Saved entries:
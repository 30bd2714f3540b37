//! A mathematical set backed by a vector.

use std::fmt;
use std::hash::{Hash, Hasher};

/// An unordered collection of distinct elements.
///
/// Elements keep their insertion order internally, but equality ignores
/// order: two sets are equal when they hold the same elements.
#[derive(Clone)]
pub struct CustomSet<T> {
    elements: Vec<T>,
}

impl<T: PartialEq + Clone> CustomSet<T> {
    /// Creates a set from `input`, dropping duplicates.
    pub fn new(input: &[T]) -> Self {
        let mut set = CustomSet {
            elements: Vec::with_capacity(input.len()),
        };
        for element in input {
            set.add(element.clone());
        }
        set
    }

    /// Number of distinct elements.
    pub fn len(&self) -> usize {
        self.elements.len()
    }

    /// Returns true if the set has no elements.
    pub fn is_empty(&self) -> bool {
        self.elements.is_empty()
    }

    /// Returns true if `element` is in the set.
    pub fn contains(&self, element: &T) -> bool {
        self.elements.contains(element)
    }

    /// Adds `element` unless it is already present.
    pub fn add(&mut self, element: T) {
        if !self.contains(&element) {
            self.elements.push(element);
        }
    }

    /// Returns true if every element of `self` is in `other`.
    pub fn is_subset(&self, other: &Self) -> bool {
        self.elements.iter().all(|e| other.contains(e))
    }

    /// Returns true if `self` and `other` share no element.
    pub fn is_disjoint(&self, other: &Self) -> bool {
        !self.elements.iter().any(|e| other.contains(e))
    }

    /// Elements present in both sets.
    #[must_use]
    pub fn intersection(&self, other: &Self) -> Self {
        self.filtered(|e| other.contains(e))
    }

    /// Elements of `self` that are not in `other`.
    #[must_use]
    pub fn difference(&self, other: &Self) -> Self {
        self.filtered(|e| !other.contains(e))
    }

    /// Elements present in either set.
    #[must_use]
    pub fn union(&self, other: &Self) -> Self {
        let mut result = self.clone();
        for element in &other.elements {
            result.add(element.clone());
        }
        result
    }

    /// Iterates over the elements in insertion order.
    pub fn iter(&self) -> std::slice::Iter<'_, T> {
        self.elements.iter()
    }

    fn filtered(&self, keep: impl Fn(&T) -> bool) -> Self {
        CustomSet {
            elements: self.elements.iter().filter(|e| keep(*e)).cloned().collect(),
        }
    }
}

impl<T: PartialEq + Clone> PartialEq for CustomSet<T> {
    fn eq(&self, other: &Self) -> bool {
        self.len() == other.len() && self.is_subset(other)
    }
}

impl<T: Eq + Clone> Eq for CustomSet<T> {}

/// Hashes the sorted elements, so equal sets hash equally regardless of order.
impl<T: Ord + Hash + Clone> Hash for CustomSet<T> {
    fn hash<H: Hasher>(&self, state: &mut H) {
        let mut sorted: Vec<&T> = self.elements.iter().collect();
        sorted.sort();
        sorted.hash(state);
    }
}

impl<T: fmt::Debug> fmt::Debug for CustomSet<T> {
    fn fmt(&self, f: &mut fmt::Formatter<'_>) -> fmt::Result {
        f.debug_set().entries(self.elements.iter()).finish()
    }
}

impl<T: PartialEq + Clone> FromIterator<T> for CustomSet<T> {
    fn from_iter<I: IntoIterator<Item = T>>(iter: I) -> Self {
        let mut set = CustomSet {
            elements: Vec::new(),
        };
        for element in iter {
            set.add(element);
        }
        set
    }
}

TASK REQUIREMENTS
Output each record precisely as written.

EXERCISE OUTPUT
repository 30bd2714f3540b37
//! A mathematical set backed by a vector.

use std::fmt;
use std::hash::{Hash, Hasher};

/// An unordered collection of distinct elements.
///
/// Elements keep their insertion order internally, but equality ignores
/// order: two sets are equal when they hold the same elements.
#[derive(Clone)]
pub struct CustomSet<T> {
    elements: Vec<T>,
}

impl<T: PartialEq + Clone> CustomSet<T> {
    /// Creates a set from `input`, dropping duplicates.
    pub fn new(input: &[T]) -> Self {
        let mut set = CustomSet {
            elements: Vec::with_capacity(input.len()),
        };
        for element in input {
            set.add(element.clone());
        }
        set
    }

    /// Number of distinct elements.
    pub fn len(&self) -> usize {
        self.elements.len()
    }

    /// Returns true if the set has no elements.
    pub fn is_empty(&self) -> bool {
        self.elements.is_empty()
    }

    /// Returns true if `element` is in the set.
    pub fn contains(&self, element: &T) -> bool {
        self.elements.contains(element)
    }

    /// Adds `element` unless it is already present.
    pub fn add(&mut self, element: T) {
        if !self.contains(&element) {
            self.elements.push(element);
        }
    }

    /// Returns true if every element of `self` is in `other`.
    pub fn is_subset(&self, other: &Self) -> bool {
        self.elements.iter().all(|e| other.contains(e))
    }

    /// Returns true if `self` and `other` share no element.
    pub fn is_disjoint(&self, other: &Self) -> bool {
        !self.elements.iter().any(|e| other.contains(e))
    }

    /// Elements present in both sets.
    #[must_use]
    pub fn intersection(&self, other: &Self) -> Self {
        self.filtered(|e| other.contains(e))
    }

    /// Elements of `self` that are not in `other`.
    #[must_use]
    pub fn difference(&self, other: &Self) -> Self {
        self.filtered(|e| !other.contains(e))
    }

    /// Elements present in either set.
    #[must_use]
    pub fn union(&self, other: &Self) -> Self {
        let mut result = self.clone();
        for element in &other.elements {
            result.add(element.clone());
        }
        result
    }

    /// Iterates over the elements in insertion order.
    pub fn iter(&self) -> std::slice::Iter<'_, T> {
        self.elements.iter()
    }

    fn filtered(&self, keep: impl Fn(&T) -> bool) -> Self {
        CustomSet {
            elements: self.elements.iter().filter(|e| keep(*e)).cloned().collect(),
        }
    }
}

impl<T: PartialEq + Clone> PartialEq for CustomSet<T> {
    fn eq(&self, other: &Self) -> bool {
        self.len() == other.len() && self.is_subset(other)
    }
}

impl<T: Eq + Clone> Eq for CustomSet<T> {}

/// Hashes the sorted elements, so equal sets hash equally regardless of order.
impl<T: Ord + Hash + Clone> Hash for CustomSet<T> {
    fn hash<H: Hasher>(&self, state: &mut H) {
        let mut sorted: Vec<&T> = self.elements.iter().collect();
        sorted.sort();
        sorted.hash(state);
    }
}

impl<T: fmt::Debug> fmt::Debug for CustomSet<T> {
    fn fmt(&self, f: &mut fmt::Formatter<'_>) -> fmt::Result {
        f.debug_set().entries(self.elements.iter()).finish()
    }
}

impl<T: PartialEq + Clone> FromIterator<T> for CustomSet<T> {
    fn from_iter<I: IntoIterator<Item = T>>(iter: I) -> Self {
        let mut set = CustomSet {
            elements: Vec::new(),
        };
        for element in iter {
            set.add(element);
        }
        set
    }
}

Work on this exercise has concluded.